Dummy variables are a way to transform categories in numbers for ML input. So, there are different ways to do that. The one applied here is One Hot Encoding for multiclass variables.

This process will be applied only for categories, naturally, since the numbers are already…well…numbers.

To make it easier to work with the transformation, we will take advantage of the Pipeline method, which takes a list of steps and perform them all at once.

So we start by listing our selected categorical variables, then we create an empty list to store the stages to be performed by the Pipeline. Next comes a loop that takes each of the variables in the cat_cols list and pass it through the StringIndexer function to index the categories. The OneHotEncoder makes the final transformation.

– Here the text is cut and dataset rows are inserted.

mod cli;
mod error;
mod model;
mod service;
mod session;

use anyhow::{Context, Result};
use clap::Parser;
use tracing::{debug, Level};

use cli::Args;
use service::{ExternalIpResolver, GeoService, Throttle};
use session::Session;

#[tokio::main(flavor = "current_thread")]
async fn main() -> Result<()> {
    let settings = Args::parse().merge_with_config()?;

    // Logs go to stderr so they never interleave with the prompt
    tracing_subscriber::fmt()
        .with_max_level(if settings.verbose { Level::DEBUG } else { Level::WARN })
        .with_target(false)
        .with_writer(std::io::stderr)
        .init();

    debug!(
        "Config: geo_url={}, lookup_timeout={:?}, echo_timeout={:?}, throttle={:?}, echo_services={}",
        settings.geo_url,
        settings.lookup_timeout,
        settings.echo_timeout,
        settings.throttle,
        settings.echo_services.len()
    );

    let resolver = ExternalIpResolver::from_services(&settings.echo_services, settings.echo_timeout)
        .context("Failed to build echo service client")?;
    let geo = GeoService::new(&settings.geo_url, settings.lookup_timeout)
        .context("Failed to build geolocation client")?;
    let mut session = Session::new(resolver, geo, Throttle::new(settings.throttle));

    let stdin = tokio::io::BufReader::new(tokio::io::stdin());
    let mut stdout = std::io::stdout();
    session.run(stdin, &mut stdout).await?;

    if settings.verbose {
        session.metrics().print_summary();
    }

    Ok(())
}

This is what the StringIndexer does:

String Indexer applied to a variable. Image by the author.

And here is the code to create the loop.

# Columns to transform
cat_cols = ['workclass', 'occupation', 'race', 'sex']

# List of stages for Pipeline
stages = []

for column in cat_cols:
    # Instance encoding with StringIndexer
    stringIndexer = StringIndexer(inputCol=column, outputCol=column + "Index")
    # Use OneHotEncoder to convert categorical variables into binary SparseVectors
    encoder = OneHotEncoder(inputCols=[stringIndexer.getOutputCol()], outputCols=[column + "classVec"])
    # Add stages.  These are not run here, but will run all at once later on.
    stages += [stringIndexer, encoder]

Next step is to encode the label. A simple string indexer in this case will do just fine, since it is a binary label. We can use StringIndexer and add the instance to the Pipeline stages.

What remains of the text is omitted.